The secondary-endpoint pattern is the part of the trial that requires careful editorial handling. Several pre-specified non-MACE outcomes occurred at higher rates in the testosterone group. Atrial fibrillation occurred in 3.5% on testosterone versus 2.4% on placebo. Acute kidney injury occurred in 2.3% versus 1.5%. Pulmonary embolism occurred in 0.9% versus 0.5%. These differences did not feed into the primary composite endpoint, the trial was not specifically powered for each individual secondary endpoint, and the absolute event rates are small — but the pattern is consistent across three separate endpoints and the directionality is biologically plausible (testosterone-driven erythrocytosis, hematocrit elevation, and pro-thrombotic shift). The headline framing "TRAVERSE was reassuring for cardiovascular safety" is correct for the primary endpoint; the more careful framing is "TRAVERSE was reassuring for cardiovascular safety on the prespecified composite while identifying signals for atrial fibrillation, pulmonary embolism, and acute kidney injury that warrant clinical attention." Both framings appear in the post-publication literature.
For the andropause-and-peptides dossier, TRAVERSE supplies the cardiovascular-safety benchmark against which the HPG-axis-preserving alternatives (hCG, clomiphene, enclomiphene, kisspeptin, pulsatile gonadorelin) are compared and is, currently, the only such benchmark in the broad field. There is no equivalent large RCT for any peptide-based alternative to testosterone replacement. The mechanistic case that endogenous-pathway testosterone production (where Leydig cells produce testosterone under hCG or LH stimulation, with intratesticular testosterone preserved) should yield a cleaner cardiovascular signal than exogenous transdermal testosterone is plausible but unproven; TRAVERSE establishes the bar that an equivalent trial of an HPG-axis-preserving approach would need to clear for outcome-level comparability.

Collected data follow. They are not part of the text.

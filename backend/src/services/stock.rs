//! Stock adjustment service
//!
//! Direct stock mutation: entries, absolute corrections, and inter-location
//! transfers. Each operation is a single database transaction that locks the
//! product row, rewrites the whole locations map, recomputes the cached
//! total from it, and appends the movement rows that explain the change.
//! Blind increments are never applied; the map is always read then written.

use chrono::{DateTime, Utc};
use rust_decimal::Decimal;
use sqlx::types::Json;
use sqlx::{FromRow, PgPool};
use uuid::Uuid;

use shared::{
    apply_location_delta, correction_delta, location_total, round_mass, stock_at,
    validate_location_name, AddStockInput, LocationMap, MovementType, StockMovement,
    StockTransfer, TransferStockInput, TransportDetails, UpdateStockLevelInput,
};

use crate::error::{AppError, AppResult};

/// Service for direct stock mutation
#[derive(Clone)]
pub struct StockService {
    db: PgPool,
}

#[derive(Debug, FromRow)]
struct StockProductRow {
    id: Uuid,
    name: String,
    locations: Json<LocationMap>,
}

#[derive(Debug, FromRow)]
pub(crate) struct MovementRow {
    pub id: Uuid,
    pub product_id: Uuid,
    pub product_name: String,
    pub location: String,
    pub change_qty: Decimal,
    pub movement_type: String,
    pub reason: String,
    pub related_invoice_id: Option<Uuid>,
    pub reference_id: Option<Uuid>,
    pub transport: Option<Json<TransportDetails>>,
    pub created_at: DateTime<Utc>,
}

pub(crate) fn movement_from_row(row: MovementRow) -> AppResult<StockMovement> {
    let movement_type = MovementType::parse(&row.movement_type).ok_or_else(|| {
        AppError::Internal(format!("Unknown movement type: {}", row.movement_type))
    })?;

    Ok(StockMovement {
        id: row.id,
        product_id: row.product_id,
        product_name: row.product_name,
        location: row.location,
        change_qty: row.change_qty,
        movement_type,
        reason: row.reason,
        related_invoice_id: row.related_invoice_id,
        reference_id: row.reference_id,
        transport: row.transport.map(|transport| transport.0),
        created_at: row.created_at,
    })
}

#[derive(Debug, FromRow)]
struct TransferRow {
    id: Uuid,
    product_id: Uuid,
    product_name: String,
    from_location: String,
    to_location: String,
    quantity: Decimal,
    created_at: DateTime<Utc>,
}

impl From<TransferRow> for StockTransfer {
    fn from(row: TransferRow) -> Self {
        StockTransfer {
            id: row.id,
            product_id: row.product_id,
            product_name: row.product_name,
            from_location: row.from_location,
            to_location: row.to_location,
            quantity: row.quantity,
            created_at: row.created_at,
        }
    }
}

impl StockService {
    /// Create a new StockService instance
    pub fn new(db: PgPool) -> Self {
        Self { db }
    }

    /// Record a stock entry. The delta may be negative for dashboard-driven
    /// corrections.
    pub async fn add_stock(&self, input: AddStockInput) -> AppResult<StockMovement> {
        let qty = round_mass(
            input
                .quantity
                .parse()
                .map_err(|msg| AppError::field("quantity", msg))?,
        );
        validate_location_name(&input.location)
            .map_err(|msg| AppError::field("location", msg))?;

        let mut tx = self.db.begin().await?;

        let product = sqlx::query_as::<_, StockProductRow>(
            "SELECT id, name, locations FROM products WHERE id = $1 FOR UPDATE",
        )
        .bind(input.product_id)
        .fetch_optional(&mut *tx)
        .await?
        .ok_or_else(|| AppError::NotFound("Product".to_string()))?;

        let mut locations = product.locations.0;
        apply_location_delta(&mut locations, &input.location, qty);
        let total = location_total(&locations);

        sqlx::query(
            r#"
            UPDATE products
            SET locations = $1, stock_qty = $2, updated_at = now()
            WHERE id = $3
            "#,
        )
        .bind(Json(&locations))
        .bind(total)
        .bind(product.id)
        .execute(&mut *tx)
        .await?;

        let movement = sqlx::query_as::<_, MovementRow>(
            r#"
            INSERT INTO stock_movements (product_id, product_name, location, change_qty, movement_type, reason)
            VALUES ($1, $2, $3, $4, $5, $6)
            RETURNING id, product_id, product_name, location, change_qty, movement_type,
                      reason, related_invoice_id, reference_id, transport, created_at
            "#,
        )
        .bind(product.id)
        .bind(&product.name)
        .bind(&input.location)
        .bind(qty)
        .bind(MovementType::StockEntry.as_str())
        .bind(input.reason.unwrap_or_else(|| "Stock Entry".to_string()))
        .fetch_one(&mut *tx)
        .await?;

        tx.commit().await?;

        movement_from_row(movement)
    }

    /// Set a location to an absolute quantity and log the delta.
    ///
    /// Returns `None` when the target equals the current quantity: a true
    /// no-op writes no movement row.
    pub async fn update_stock_level(
        &self,
        input: UpdateStockLevelInput,
    ) -> AppResult<Option<StockMovement>> {
        let target = round_mass(
            input
                .new_quantity
                .parse()
                .map_err(|msg| AppError::field("new_quantity", msg))?,
        );
        if target < Decimal::ZERO {
            return Err(AppError::ValidationError(
                "Stock cannot be negative".to_string(),
            ));
        }
        validate_location_name(&input.location)
            .map_err(|msg| AppError::field("location", msg))?;

        let mut tx = self.db.begin().await?;

        let product = sqlx::query_as::<_, StockProductRow>(
            "SELECT id, name, locations FROM products WHERE id = $1 FOR UPDATE",
        )
        .bind(input.product_id)
        .fetch_optional(&mut *tx)
        .await?
        .ok_or_else(|| AppError::NotFound("Product".to_string()))?;

        let mut locations = product.locations.0;
        let current = stock_at(&locations, &input.location);
        let delta = correction_delta(current, target);

        if delta.is_zero() {
            // Nothing written yet; dropping the transaction rolls it back.
            return Ok(None);
        }

        locations.insert(input.location.clone(), target);
        let total = location_total(&locations);

        sqlx::query(
            r#"
            UPDATE products
            SET locations = $1, stock_qty = $2, updated_at = now()
            WHERE id = $3
            "#,
        )
        .bind(Json(&locations))
        .bind(total)
        .bind(product.id)
        .execute(&mut *tx)
        .await?;

        let movement = sqlx::query_as::<_, MovementRow>(
            r#"
            INSERT INTO stock_movements (product_id, product_name, location, change_qty, movement_type, reason)
            VALUES ($1, $2, $3, $4, $5, $6)
            RETURNING id, product_id, product_name, location, change_qty, movement_type,
                      reason, related_invoice_id, reference_id, transport, created_at
            "#,
        )
        .bind(product.id)
        .bind(&product.name)
        .bind(&input.location)
        .bind(delta)
        .bind(MovementType::StockCorrection.as_str())
        .bind(input.reason.unwrap_or_else(|| "Stock Correction".to_string()))
        .fetch_one(&mut *tx)
        .await?;

        tx.commit().await?;

        movement_from_row(movement).map(Some)
    }

    /// Move stock between two locations of the same product.
    ///
    /// Requires sufficient stock at the source; there is no negative-stock
    /// override for transfers. The global total is conserved by
    /// construction and still recomputed from the map.
    pub async fn transfer_stock(&self, input: TransferStockInput) -> AppResult<StockTransfer> {
        let qty = round_mass(
            input
                .quantity
                .parse()
                .map_err(|msg| AppError::field("quantity", msg))?,
        );
        if qty <= Decimal::ZERO {
            return Err(AppError::ValidationError(
                "Transfer quantity must be greater than zero".to_string(),
            ));
        }
        if input.from_location == input.to_location {
            return Err(AppError::ValidationError(
                "Source and destination cannot be the same".to_string(),
            ));
        }
        validate_location_name(&input.from_location)
            .map_err(|msg| AppError::field("from_location", msg))?;
        validate_location_name(&input.to_location)
            .map_err(|msg| AppError::field("to_location", msg))?;

        let mut tx = self.db.begin().await?;

        let product = sqlx::query_as::<_, StockProductRow>(
            "SELECT id, name, locations FROM products WHERE id = $1 FOR UPDATE",
        )
        .bind(input.product_id)
        .fetch_optional(&mut *tx)
        .await?
        .ok_or_else(|| AppError::NotFound("Product".to_string()))?;

        let mut locations = product.locations.0;
        let from_stock = stock_at(&locations, &input.from_location);
        if from_stock < qty {
            return Err(AppError::InsufficientStock(format!(
                "Insufficient stock at {}. Available: {} mts",
                input.from_location, from_stock
            )));
        }

        apply_location_delta(&mut locations, &input.from_location, -qty);
        apply_location_delta(&mut locations, &input.to_location, qty);
        let total = location_total(&locations);

        sqlx::query(
            r#"
            UPDATE products
            SET locations = $1, stock_qty = $2, updated_at = now()
            WHERE id = $3
            "#,
        )
        .bind(Json(&locations))
        .bind(total)
        .bind(product.id)
        .execute(&mut *tx)
        .await?;

        let transfer = sqlx::query_as::<_, TransferRow>(
            r#"
            INSERT INTO stock_transfers (product_id, product_name, from_location, to_location, quantity)
            VALUES ($1, $2, $3, $4, $5)
            RETURNING id, product_id, product_name, from_location, to_location, quantity, created_at
            "#,
        )
        .bind(product.id)
        .bind(&product.name)
        .bind(&input.from_location)
        .bind(&input.to_location)
        .bind(qty)
        .fetch_one(&mut *tx)
        .await?;

        // Two ledger legs, both keyed to the transfer record
        sqlx::query(
            r#"
            INSERT INTO stock_movements (product_id, product_name, location, change_qty, movement_type, reason, reference_id)
            VALUES ($1, $2, $3, $4, $5, $6, $7)
            "#,
        )
        .bind(product.id)
        .bind(&product.name)
        .bind(&input.from_location)
        .bind(-qty)
        .bind(MovementType::TransferOut.as_str())
        .bind("Transfer Out")
        .bind(transfer.id)
        .execute(&mut *tx)
        .await?;

        sqlx::query(
            r#"
            INSERT INTO stock_movements (product_id, product_name, location, change_qty, movement_type, reason, reference_id)
            VALUES ($1, $2, $3, $4, $5, $6, $7)
            "#,
        )
        .bind(product.id)
        .bind(&product.name)
        .bind(&input.to_location)
        .bind(qty)
        .bind(MovementType::TransferIn.as_str())
        .bind("Transfer In")
        .bind(transfer.id)
        .execute(&mut *tx)
        .await?;

        tx.commit().await?;

        Ok(transfer.into())
    }

    /// Movement history, newest first, optionally filtered by product.
    pub async fn list_movements(
        &self,
        product_id: Option<Uuid>,
    ) -> AppResult<Vec<StockMovement>> {
        let rows = sqlx::query_as::<_, MovementRow>(
            r#"
            SELECT id, product_id, product_name, location, change_qty, movement_type,
                   reason, related_invoice_id, reference_id, transport, created_at
            FROM stock_movements
            WHERE $1::uuid IS NULL OR product_id = $1
            ORDER BY created_at DESC
            "#,
        )
        .bind(product_id)
        .fetch_all(&self.db)
        .await?;

        rows.into_iter().map(movement_from_row).collect()
    }

    /// List all transfers, newest first.
    pub async fn list_transfers(&self) -> AppResult<Vec<StockTransfer>> {
        let rows = sqlx::query_as::<_, TransferRow>(
            r#"
            SELECT id, product_id, product_name, from_location, to_location, quantity, created_at
            FROM stock_transfers
            ORDER BY created_at DESC
            "#,
        )
        .fetch_all(&self.db)
        .await?;

        Ok(rows.into_iter().map(StockTransfer::from).collect())
    }
}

See the TRT discontinuation playbook for the recovery-trajectory considerations in men exiting exogenous therapy.
TRAVERSE enrolled a specific population — middle-aged-to-older men with hypogonadism and pre-existing or high cardiovascular risk — and the result is generalizable to that population. Extrapolation to athletes using supraphysiologic doses, to younger men without cardiovascular risk, or to men taking testosterone in non-medical contexts is explicitly not supported by the trial design. Treatment duration was 21.7 months with 33-month follow-up; longer-horizon safety questions (decade-plus exposure) remain underpowered. The trial used a single formulation (transdermal 1.62% gel) titrated to a specific serum range; whether injectable testosterone with its higher peak-to-trough excursions would produce the same cardiovascular profile is not directly tested. Industry sponsorship is disclosed (AbbVie); the trial was conducted under an FDA postmarketing requirement following the earlier cardiovascular controversies. The secondary-endpoint signals (atrial fibrillation, acute kidney injury, pulmonary embolism) are not definitive in isolation; the absolute event rates are small, the comparisons were exploratory rather than co-primary, and confirmation depends on meta-analytic and post-marketing data over the following years.